Well, it’s been a long while since blogging. I lost interest in most everything but my family. Later posts will explain and update. I decided to try to come back here but all new everything. A fresh start with a new purpose. I need an outlet and a place to share the great and not so great. My ideas and way of life. I hope you join me in this new journey…

Taking The Moment


I look at my children and wonder where time went. My oldest will be 8 soon and my youngest is trying hard to crawl. I can’t remember all of the pieces of their lives because of pain but I’m fully aware now. I get caught up in stupid things like TV and social media. I worry about non-important stuff when my kids are right in front of me growing up. I remind myself that they are only mine for a moment. In this very moment, my child is learning something either with me or without me. I see these kids as self thriving little people but they aren’t. They still depend on me. I have to stop and see them for the small children they are. This moment is all we have. In the next second, it’s history and I can’t get that back. This moment could be a good memory or a bad memory. You can decide which 99% of the time if you just take a moment to realize the impact. My children want more moments, they need more moment with just me. I’m going to be that mommy. I’m going to live for that moment with my children. I’m going to seize the small, tiny moment and make it special. Not only for them but for me too. I love my children more than life and would do anything to make them happy, sustainable people in this world. I may be giving up something I enjoy and my way of disconnecting but I think once I see the moments in clear details, I will no longer want to disconnect. I will engage in these tiny moments because they are gone so fast and one they are gone, that’s it. No do-overs. Take a second and look in your yard. You see a rock? My kids see a beautiful stone that has mystical powers and can build tall castles and defend them from evil sorcerers. All I see is a rock. I want to see the magic like they do. It’s all in the moment. Do I want to take that moment to see the mystical stone or just keep blowing off the rock?
I’m taking the moment…

Happy New Year’s


I want to wish everyone a happy new year’s from me and my family to you and yours!!!

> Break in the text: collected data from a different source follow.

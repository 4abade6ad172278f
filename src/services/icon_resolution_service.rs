// src/services/icon_resolution_service.rs
//
// Icon Resolution Service
//
// Walks an ordered chain of icon sources and stops at the first validated
// success. The chain, in order:
//
// 1. Parsed candidates (size-ranked), manifest entries expanded,
//    og-image deferred
// 2. Well-known static paths under the page origin
// 3. Third-party icon services, queried by bare domain
// 4. The origin's root favicon
// 5. The deferred og-image, if any
//
// Sources are attempted strictly sequentially; one failure (including a
// timeout) unblocks the next attempt. Absence of an icon is a normal,
// representable outcome: this service never returns an error.

use std::sync::Arc;

use serde::Deserialize;

use crate::domain::{
    bare_domain, page_origin, rank_candidates, resolve_href, IconCandidate, IconKind,
    ValidatedPayload, MANIFEST_MIN_SIZE,
};
use crate::events::{EventBus, IconResolutionExhausted, IconResolved};
use crate::services::probe_service::ProbeService;

// ============================================================================
// TUNING
// ============================================================================

/// Tuning knobs for the fallback chain.
///
/// The byte floors are coarse quality heuristics, not exact size checks:
/// a source must weigh at least this much to be worth keeping. Bigger
/// declared sizes earn a more lenient floor, because a source that admits
/// its size needs less corroboration than an unlabeled one.
#[derive(Debug, Clone)]
pub struct ResolutionTuning {
    /// Floor for candidates declaring at least `large_size_px`
    pub lenient_min_bytes: usize,

    /// Floor for candidates declaring at least `mid_size_px`
    pub default_min_bytes: usize,

    /// Floor for small or unknown declared sizes
    pub strict_min_bytes: usize,

    /// Declared size from which the lenient floor applies
    pub large_size_px: u32,

    /// Declared size from which the default floor applies
    pub mid_size_px: u32,

    /// Floor for well-known static paths
    pub well_known_min_bytes: usize,

    /// Floor for third-party services; strict because these endpoints
    /// answer 200 with placeholder images for unknown domains
    pub service_min_bytes: usize,

    /// Floor for the root favicon; loosest of all, favicons are
    /// legitimately tiny
    pub favicon_min_bytes: usize,

    /// Conventional static icon locations probed under the page origin
    pub well_known_paths: Vec<String>,

    /// Third-party icon service URLs with a `{domain}` placeholder
    pub icon_service_templates: Vec<String>,
}

impl Default for ResolutionTuning {
    fn default() -> Self {
        Self {
            lenient_min_bytes: 256,
            default_min_bytes: 512,
            strict_min_bytes: 1024,
            large_size_px: 128,
            mid_size_px: 48,
            well_known_min_bytes: 256,
            service_min_bytes: 1000,
            favicon_min_bytes: 100,
            well_known_paths: [
                "/apple-touch-icon.png",
                "/apple-touch-icon-precomposed.png",
                "/apple-touch-icon-180x180.png",
                "/apple-touch-icon-152x152.png",
                "/apple-touch-icon-120x120.png",
                "/android-chrome-512x512.png",
                "/android-chrome-192x192.png",
                "/favicon-196x196.png",
                "/favicon-96x96.png",
                "/favicon-32x32.png",
            ]
            .map(str::to_string)
            .to_vec(),
            icon_service_templates: [
                "https://logo.clearbit.com/{domain}",
                "https://icon.horse/icon/{domain}",
                "https://www.google.com/s2/favicons?domain={domain}&sz=256",
                "https://www.google.com/s2/favicons?domain={domain}&sz=128",
                "https://icons.duckduckgo.com/ip3/{domain}.ico",
            ]
            .map(str::to_string)
            .to_vec(),
        }
    }
}

impl ResolutionTuning {
    /// The byte floor a candidate must clear, given its declared size.
    pub fn min_bytes_for_declared(&self, size_hint: u32) -> usize {
        if size_hint >= self.large_size_px {
            self.lenient_min_bytes
        } else if size_hint >= self.mid_size_px {
            self.default_min_bytes
        } else {
            self.strict_min_bytes
        }
    }
}

// ============================================================================
// MANIFEST SHAPE
// ============================================================================

/// The slice of a web app manifest the chain cares about.
#[derive(Debug, Deserialize)]
struct WebManifest {
    #[serde(default)]
    icons: Vec<ManifestIcon>,
}

#[derive(Debug, Deserialize)]
struct ManifestIcon {
    src: String,
    #[serde(default)]
    sizes: Option<String>,
}

// ============================================================================
// CHAIN SOURCES
// ============================================================================

/// One attemptable source in the ordered chain.
enum ChainSource {
    /// Probe this URL directly
    Direct { url: String, min_bytes: usize },

    /// Fetch a manifest, pick its best icon, probe that
    Manifest { url: String },
}

// ============================================================================
// ICON RESOLUTION SERVICE
// ============================================================================

pub struct IconResolutionService {
    probe: Arc<ProbeService>,
    event_bus: Arc<EventBus>,
    tuning: ResolutionTuning,
}

impl IconResolutionService {
    pub fn new(probe: Arc<ProbeService>, event_bus: Arc<EventBus>) -> Self {
        Self::with_tuning(probe, event_bus, ResolutionTuning::default())
    }

    pub fn with_tuning(
        probe: Arc<ProbeService>,
        event_bus: Arc<EventBus>,
        tuning: ResolutionTuning,
    ) -> Self {
        Self {
            probe,
            event_bus,
            tuning,
        }
    }

    /// Resolves the best available icon for `domain`.
    ///
    /// `page_url` anchors origin-relative sources; without it the origin is
    /// assumed to be `https://{domain}`. `candidates` are pre-parsed markup
    /// candidates; pass an empty list to enter the chain at the well-known
    /// paths.
    ///
    /// Returns `None` only after every source in every step soft-failed.
    pub async fn resolve(
        &self,
        domain: &str,
        page_url: Option<&str>,
        candidates: Vec<IconCandidate>,
    ) -> Option<ValidatedPayload> {
        let origin = page_url
            .and_then(page_origin)
            .unwrap_or_else(|| format!("https://{}", domain.trim()));

        let sources = self.build_chain(domain, &origin, candidates);
        let total = sources.len();

        // First success over an ordered sequence of fallible sources.
        for (index, source) in sources.into_iter().enumerate() {
            if let Some((source_url, payload)) = self.try_source(source).await {
                self.event_bus.emit(IconResolved::new(
                    domain.to_string(),
                    source_url,
                    payload.mime_type().to_string(),
                    payload.byte_count(),
                    index + 1,
                ));
                return Some(payload);
            }
        }

        log::debug!("icon resolution for {} exhausted {} sources", domain, total);
        self.event_bus
            .emit(IconResolutionExhausted::new(domain.to_string(), total));
        None
    }

    /// Assembles the full ordered source list for one resolution request.
    fn build_chain(
        &self,
        domain: &str,
        origin: &str,
        candidates: Vec<IconCandidate>,
    ) -> Vec<ChainSource> {
        let mut sources: Vec<ChainSource> = Vec::new();
        let mut deferred: Vec<ChainSource> = Vec::new();

        // Step 1: parsed candidates, best declared size first. Social
        // preview images are often oversized or off-topic, so og-image is
        // retried only as the explicit last resort.
        for candidate in rank_candidates(candidates) {
            match candidate.kind {
                IconKind::OgImage => deferred.push(ChainSource::Direct {
                    min_bytes: self.tuning.min_bytes_for_declared(candidate.size_hint),
                    url: candidate.url,
                }),
                IconKind::Manifest => sources.push(ChainSource::Manifest {
                    url: candidate.url,
                }),
                _ => sources.push(ChainSource::Direct {
                    min_bytes: self.tuning.min_bytes_for_declared(candidate.size_hint),
                    url: candidate.url,
                }),
            }
        }

        // Step 2: well-known static paths under the origin
        for path in &self.tuning.well_known_paths {
            sources.push(ChainSource::Direct {
                url: format!("{}{}", origin, path),
                min_bytes: self.tuning.well_known_min_bytes,
            });
        }

        // Step 3: third-party icon services, bare domain substituted
        let bare = bare_domain(domain);
        for template in &self.tuning.icon_service_templates {
            sources.push(ChainSource::Direct {
                url: template.replace("{domain}", &bare),
                min_bytes: self.tuning.service_min_bytes,
            });
        }

        // Step 4: the root favicon
        sources.push(ChainSource::Direct {
            url: format!("{}/favicon.ico", origin),
            min_bytes: self.tuning.favicon_min_bytes,
        });

        // Step 5: deferred og-image
        sources.extend(deferred);
        sources
    }

    async fn try_source(&self, source: ChainSource) -> Option<(String, ValidatedPayload)> {
        match source {
            ChainSource::Direct { url, min_bytes } => {
                let payload = self.probe.probe(&url, min_bytes).await.into_payload()?;
                Some((url, payload))
            }
            ChainSource::Manifest { url } => self.resolve_manifest(&url).await,
        }
    }

    /// Expands a manifest reference: fetch it as JSON, keep icons declaring
    /// at least MANIFEST_MIN_SIZE, probe the largest.
    async fn resolve_manifest(
        &self,
        manifest_url: &str,
    ) -> Option<(String, ValidatedPayload)> {
        let manifest: WebManifest = match self.probe.fetch_json(manifest_url).await {
            Ok(manifest) => manifest,
            Err(err) => {
                log::debug!("manifest {}: {}", manifest_url, err);
                return None;
            }
        };

        let (edge, icon) = manifest
            .icons
            .iter()
            .filter_map(|icon| {
                let edge = icon
                    .sizes
                    .as_deref()
                    .and_then(crate::domain::max_declared_edge)?;
                if edge >= MANIFEST_MIN_SIZE {
                    Some((edge, icon))
                } else {
                    None
                }
            })
            .max_by_key(|(edge, _)| *edge)?;

        let icon_url = resolve_href(manifest_url, &icon.src)?;
        let payload = self
            .probe
            .probe(&icon_url, self.tuning.min_bytes_for_declared(edge))
            .await
            .into_payload()?;
        Some((icon_url, payload))
    }
}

I never make new year resolutions, nope never. But this year I am. I’m shocked, so is my husband, lol. It is short and sweet and very simple. It’s just one thing….

BE MORE PATIENT 

Sounds good, huh? The problem comes in when it has sub-catagories. It has the normal, I want to be more patient with my children, husband, parents etc… but what I want is to be more patient in my thoughts. They get so lost and I can’t seem to keep up because I have so much going at one time. I start neglecting my thoughts. Then I have to really concentrate on what it was I was thinking. It gets really hard to function sometimes because of that. I want to be more patient with my words. Things fly out of my mouth and I think, what the hell??? I can’t take my words back. They have done their damage and that’s it. I spend more time trying to “make it up” to somebody than if I had just been more patient with my words, it could have came out better. I want to be more patient with my actions. I don’t want to jump the gun and do something that later, I regret. I spend too much money, I know this. So I am dedicating a lot of my patience to budgting and trying to control my spending.
Last, I want to be more patient with my heart. I love unconditionally but I do fall out of love easily. People that should care about gets on every nerve in my body and makes things hard when we are all together. My heart has grown so hard that I have forgot what is important to me.
I think this resolution will be very hard and I hope, with your help, I can stay on track and see it through.
I want to know your’s no matter how little or big. You can leave it in comment or send it in a private email.
Thank you for your support and I look forward to knowing you more in 2012! HAPPY NEW YEARS FROM MY FAMILY TO YOURS!